Canada, Immigration

We are quicksilver, a fleeting shadow, a distant sound… our home has no boundaries beyond which we cannot pass. We live in music, in a flash of color… we live on the wind and in the sparkle of a star!

Wow. The blog has been silent awhile, hasn’t it.

I’m leaving for Wa tomorrow. Not as expected. I’m going to be traveling down without Wil. There has been a death in my family, and it’s important that I go and be with the people who need me right now. Death in the family is one of the emergencies that should allow me to travel alone, and still get back into Canada. Hopefully.

Wil does not have his passport yet, it should be arriving by registered mail on Friday the 6th. So he will be coming down on the 7th and we’ll drive home together on the 8th. So I will be with my husband when I get back to Canada, however, not the entire time I travelled. Nonetheless, my lawyer said I have a good reason. Worst case scenario, I will not be let back in. At this point, I am very close to getting my VISA. It would suck, but not as much as if it were six months ago or last year.

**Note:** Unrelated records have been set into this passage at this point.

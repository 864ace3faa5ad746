use std::path::Path;

use ab_glyph::{FontVec, PxScale};
use image::{Rgb, RgbImage};
use imageproc::drawing::{draw_filled_rect_mut, draw_hollow_rect_mut, draw_text_mut, text_size};
use imageproc::rect::Rect;

use crate::detection::domain::class_labels::ClassLabels;
use crate::detection::domain::detection::{Detection, DetectionResult};
use crate::rendering::domain::frame_renderer::FrameRenderer;
use crate::shared::error::BoxError;
use crate::shared::frame::Frame;

use super::palette::class_color;

const LABEL_TEXT_COLOR: Rgb<u8> = Rgb([255, 255, 255]);
const MIN_LINE_WIDTH: u32 = 2;
const MIN_FONT_PX: f32 = 12.0;

/// Draws detection boxes with `"<name> <confidence>"` labels.
///
/// Without a font only the box outlines are drawn.
pub struct BoxRenderer {
    font: Option<FontVec>,
}

impl BoxRenderer {
    pub fn new(font: Option<FontVec>) -> Self {
        Self { font }
    }

    /// Loads a TrueType/OpenType font for the labels.
    pub fn from_font_file(path: &Path) -> Result<Self, BoxError> {
        let bytes = std::fs::read(path)?;
        let font = FontVec::try_from_vec(bytes)
            .map_err(|e| format!("invalid font {}: {e}", path.display()))?;
        Ok(Self::new(Some(font)))
    }

    pub fn has_font(&self) -> bool {
        self.font.is_some()
    }

    fn draw_detection(&self, image: &mut RgbImage, detection: &Detection, labels: &ClassLabels) {
        let (width, height) = image.dimensions();
        let color = class_color(detection.class_id);
        let (x, y, w, h) = detection.bbox.clamp(width, height).to_pixel_rect();

        for i in 0..line_width(width, height) {
            let inset = 2 * i;
            if w <= inset || h <= inset {
                break;
            }
            let rect = Rect::at(x + i as i32, y + i as i32).of_size(w - inset, h - inset);
            draw_hollow_rect_mut(image, rect, color);
        }

        let Some(font) = &self.font else {
            return;
        };
        let label = label_text(detection, labels);
        let scale = PxScale::from(font_size(width, height));
        let (text_w, text_h) = text_size(scale, font, &label);
        let (text_w, text_h) = (text_w.max(1), text_h.max(1));

        // Above the box when it fits, otherwise just inside its top edge.
        let label_y = if y >= text_h as i32 {
            y - text_h as i32
        } else {
            y
        };
        draw_filled_rect_mut(
            image,
            Rect::at(x, label_y).of_size(text_w, text_h),
            color,
        );
        draw_text_mut(image, LABEL_TEXT_COLOR, x, label_y, scale, font, &label);
    }
}

impl FrameRenderer for BoxRenderer {
    fn render(&self, result: &DetectionResult, labels: &ClassLabels) -> Result<Frame, BoxError> {
        let frame = &result.frame;
        let mut image = frame.to_rgb_image().ok_or_else(|| {
            format!(
                "cannot render frame {}: expected 3-channel RGB, got {} channels",
                frame.index(),
                frame.channels()
            )
        })?;

        for detection in &result.detections {
            self.draw_detection(&mut image, detection, labels);
        }

        Ok(Frame::from_rgb_image(image, frame.index()))
    }
}

/// Caption drawn above a box, e.g. `person 0.87`.
pub fn label_text(detection: &Detection, labels: &ClassLabels) -> String {
    format!(
        "{} {:.2}",
        labels.name(detection.class_id),
        detection.confidence
    )
}

/// Box outline thickness for a frame size.
pub fn line_width(width: u32, height: u32) -> u32 {
    let scaled = ((width + height) as f64 / 2.0 * 0.003).round() as u32;
    scaled.max(MIN_LINE_WIDTH)
}

fn font_size(width: u32, height: u32) -> f32 {
    ((width + height) as f32 / 2.0 * 0.035)
        .round()
        .max(MIN_FONT_PX)
}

I did receive my work permit. On my work permit it states “Application for PR status has received initial approval.” PR = Permanent Residence. That works in my favor as well.

I don’t feel quite as excited as you’d think I would feel. Well, one – it’s a death in the family. And I am quite shocked and saddened right now. Two – I am paranoid. I think I will always be paranoid until I have my visa. I’m quite sure that Wil will get tired of all the strategizing I will do next week, via email, on his entrance into the states. “If they say this, answer that. Don’t say this unless they ask. Carry X,Y and Z with you. Make a copy of that thing.” And so on. Why I should worry about his entrance into the states is beyond me. Canadians come down to the states ALL THE FREAKIN’ TIME. Plus, he’s a grown up. Maybe because things went all wonky for me coming into Canada two and a half years ago, I’m always going to be a freak about it. I hope not, because I have hopes for us going back and forth as we like many times. God forbid I turn into some kind of anal retentive freak about it.

Three, I will miss him. I always thought when I got married I would have to marry someone who is SUPER understanding because I would be FIERCELY independent. None of that mooshy stuff when one of us had to travel with the other. But it’s been two and a half years of pretty much constant companionship. One time, Wil went to Victoria for a couple of nights without me. But other than that, not a day has gone by, you know? So, I’m really going to miss him. I’m already missing him and I haven’t left yet. Turns out, I’m mooshy.

He, however, will probably beer drinking no pants boy parties with video games and cigarettes and no girls allowed.